§ **EXTRACTED INFORMATION**
= = = = = = =

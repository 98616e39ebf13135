//! Viewer controller: load-session lifecycle, view mode, and page state.
//!
//! `TextViewer` owns all mutable view state on the caller's thread and
//! supervises one background ingestion session at a time. Callers drive
//! it by polling: `poll()` drains the ingestion channel and updates
//! state, page totals, and progress. Partial content is readable while a
//! load is still running; page counts are only authoritative once the
//! state is `Ready`.

use crate::cancel::CancelToken;
use crate::chunk::ChunkStore;
use crate::config::ViewerConfig;
use crate::error::LoadError;
use crate::paginator;
use crate::reader::{LoadMessage, StreamingReader};
use crate::source::{ByteSource, FileSource};
use serde::Deserialize;
use std::path::Path;
use std::str::FromStr;
use std::sync::mpsc::{self, Receiver};
use std::thread::JoinHandle;

/// Presentation policy: the full decoded stream, or fixed-length pages.
#[derive(Debug, Clone, Copy, PartialEq, Eq, Default, Deserialize)]
#[serde(rename_all = "lowercase")]
pub enum ViewMode {
    #[default]
    Scroll,
    Page,
}

impl FromStr for ViewMode {
    type Err = String;

    fn from_str(s: &str) -> Result<Self, Self::Err> {
        match s {
            "scroll" => Ok(ViewMode::Scroll),
            "page" => Ok(ViewMode::Page),
            other => Err(format!("unknown view mode: {} (expected scroll|page)", other)),
        }
    }
}

/// Lifecycle of the current load session.
#[derive(Debug, Clone, PartialEq)]
pub enum LoadState {
    NotStarted,
    /// Loading with the last reported completion ratio.
    Loading(f64),
    Ready,
    /// Cancelled; the store keeps the ingested prefix.
    Cancelled,
    Failed(LoadError),
}

impl LoadState {
    fn is_terminal(&self) -> bool {
        matches!(
            self,
            LoadState::Ready | LoadState::Cancelled | LoadState::Failed(_)
        )
    }
}

struct LoadSession {
    receiver: Receiver<LoadMessage>,
    cancel: CancelToken,
    handle: Option<JoinHandle<()>>,
}

/// The viewer engine's public face: start loads, read page or stream
/// text, navigate pages, switch modes.
pub struct TextViewer {
    store: ChunkStore,
    reader: StreamingReader,
    lines_per_page: usize,
    view_mode: ViewMode,
    current_page: usize,
    total_pages: usize,
    state: LoadState,
    session: Option<LoadSession>,
}

impl Default for TextViewer {
    fn default() -> Self {
        Self::new()
    }
}

impl TextViewer {
    pub fn new() -> Self {
        Self::with_config(&ViewerConfig::default())
    }

    pub fn with_config(config: &ViewerConfig) -> Self {
        Self {
            store: ChunkStore::new(),
            reader: StreamingReader::with_sizes(config.io_buffer_size, config.chunk_size),
            lines_per_page: config.lines_per_page,
            view_mode: config.view_mode,
            current_page: 1,
            total_pages: 1,
            state: LoadState::NotStarted,
            session: None,
        }
    }

    /// Open a file and start loading it.
    pub fn open<P: AsRef<Path>>(&mut self, path: P) -> Result<(), LoadError> {
        let source = FileSource::open(path)?;
        self.start_load(source);
        Ok(())
    }

    /// Begin a load session. Any in-flight session is cancelled and its
    /// store cleared first — two sessions never write the same store.
    pub fn start_load<S: ByteSource + 'static>(&mut self, source: S) {
        self.cancel_load();
        self.store.clear();
        self.state = LoadState::Loading(0.0);
        self.current_page = 1;
        self.total_pages = 1;

        let (tx, rx) = mpsc::channel();
        let cancel = CancelToken::new();
        let handle = self
            .reader
            .spawn(source, self.store.writer(), tx, cancel.clone());
        self.session = Some(LoadSession {
            receiver: rx,
            cancel,
            handle: Some(handle),
        });
    }

    /// Drain pending ingestion messages. Returns true when any state,
    /// progress, or content changed.
    pub fn poll(&mut self) -> bool {
        let mut messages = Vec::new();
        if let Some(session) = &self.session {
            while let Ok(message) = session.receiver.try_recv() {
                messages.push(message);
            }
        }

        let mut changed = false;
        for message in messages {
            changed |= self.handle_message(message);
        }
        self.reap_finished_session();
        changed
    }

    /// Block until the current session reaches a terminal state. Calls
    /// `on_progress` with each reported ratio along the way.
    pub fn wait_with<F: FnMut(f64)>(&mut self, mut on_progress: F) {
        let Some(session) = self.session.take() else {
            return;
        };
        while let Ok(message) = session.receiver.recv() {
            if let LoadMessage::Progress(p) = &message {
                on_progress(*p);
            }
            self.handle_message(message);
        }
        if let Some(handle) = session.handle {
            let _ = handle.join();
        }
        // The sender hanging up without a terminal message means the
        // thread died; surface that instead of spinning forever.
        if !self.state.is_terminal() {
            self.state = LoadState::Failed(LoadError::Io {
                path: None,
                message: "ingestion thread exited unexpectedly".to_string(),
            });
        }
    }

    /// Block until the current session reaches a terminal state.
    pub fn wait(&mut self) {
        self.wait_with(|_| {});
    }

    /// Request cancellation of the in-flight session and wait for the
    /// ingestion thread to stop. No-op when nothing is loading.
    pub fn cancel_load(&mut self) {
        let Some(session) = self.session.take() else {
            return;
        };
        session.cancel.cancel();
        // Dropping the receiver also unblocks any pending send.
        drop(session.receiver);
        if let Some(handle) = session.handle {
            let _ = handle.join();
        }
        if matches!(self.state, LoadState::Loading(_)) {
            self.state = LoadState::Cancelled;
        }
        self.recompute_pages();
    }

    fn handle_message(&mut self, message: LoadMessage) -> bool {
        match message {
            LoadMessage::Progress(p) => {
                if matches!(self.state, LoadState::Loading(_)) {
                    self.state = LoadState::Loading(p);
                    return true;
                }
                false
            }
            LoadMessage::ChunkAdded => {
                // Live pagination while loading; deterministic for a
                // given ingested prefix.
                if self.view_mode == ViewMode::Page {
                    self.recompute_pages();
                }
                true
            }
            LoadMessage::Complete => {
                self.state = LoadState::Ready;
                self.recompute_pages();
                true
            }
            LoadMessage::Cancelled => {
                self.state = LoadState::Cancelled;
                self.recompute_pages();
                true
            }
            LoadMessage::Error(err) => {
                self.state = LoadState::Failed(err);
                self.recompute_pages();
                true
            }
        }
    }

    fn reap_finished_session(&mut self) {
        if self.state.is_terminal() {
            if let Some(session) = self.session.take() {
                if let Some(handle) = session.handle {
                    let _ = handle.join();
                }
            }
        }
    }

    fn recompute_pages(&mut self) {
        match self.view_mode {
            ViewMode::Page => {
                self.total_pages =
                    paginator::page_count(self.store.total_lines(), self.lines_per_page);
                self.current_page = self.current_page.clamp(1, self.total_pages);
            }
            ViewMode::Scroll => {
                self.total_pages = 1;
                self.current_page = 1;
            }
        }
    }

    /// Text for the current view: the current page in Page mode, the
    /// whole decoded stream in Scroll mode. Readable while loading.
    pub fn current_page_text(&self) -> String {
        match self.view_mode {
            ViewMode::Scroll => self.store.all_text(),
            ViewMode::Page => {
                paginator::page_text(&self.store, self.current_page, self.lines_per_page)
            }
        }
    }

    /// Jump to a page, clamped to `[1, total_pages]`. No-op in Scroll
    /// mode.
    pub fn go_to_page(&mut self, page: usize) {
        if self.view_mode != ViewMode::Page {
            return;
        }
        self.current_page = page.clamp(1, self.total_pages);
    }

    /// Advance one page; no-op at the last page or in Scroll mode.
    pub fn next_page(&mut self) {
        if self.view_mode == ViewMode::Page && self.current_page < self.total_pages {
            self.current_page += 1;
        }
    }

    /// Go back one page; no-op at the first page or in Scroll mode.
    pub fn previous_page(&mut self) {
        if self.view_mode == ViewMode::Page && self.current_page > 1 {
            self.current_page -= 1;
        }
    }

    /// Switch presentation mode, recomputing and clamping page state.
    pub fn set_view_mode(&mut self, mode: ViewMode) {
        if self.view_mode == mode {
            return;
        }
        self.view_mode = mode;
        self.recompute_pages();
    }

    pub fn view_mode(&self) -> ViewMode {
        self.view_mode
    }

    pub fn state(&self) -> &LoadState {
        &self.state
    }

    pub fn is_loading(&self) -> bool {
        matches!(self.state, LoadState::Loading(_))
    }

    /// Completion ratio: 0 before a load, the last report while loading,
    /// 1 once ready.
    pub fn progress(&self) -> f64 {
        match self.state {
            LoadState::NotStarted => 0.0,
            LoadState::Loading(p) => p,
            LoadState::Ready => 1.0,
            LoadState::Cancelled | LoadState::Failed(_) => 0.0,
        }
    }

    pub fn current_page(&self) -> usize {
        self.current_page
    }

    pub fn total_pages(&self) -> usize {
        self.total_pages
    }

    pub fn total_lines(&self) -> usize {
        self.store.total_lines()
    }

    pub fn chunk_count(&self) -> usize {
        self.store.chunk_count()
    }
}

impl Drop for TextViewer {
    fn drop(&mut self) {
        // Stop the ingestion thread before the store goes away.
        self.cancel_load();
    }
}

= = = = = = =

§ **YOUR GOAL**
Extract exactly and only the lines above from the line containing "of spinning forever." through the line containing "pub fn wait(&mut", both end lines included.

§ **EXERCISE ANSWER**
        // thread died; surface that instead of spinning forever.
        if !self.state.is_terminal() {
            self.state = LoadState::Failed(LoadError::Io {
                path: None,
                message: "ingestion thread exited unexpectedly".to_string(),
            });
        }
    }

    /// Block until the current session reaches a terminal state.
    pub fn wait(&mut self) {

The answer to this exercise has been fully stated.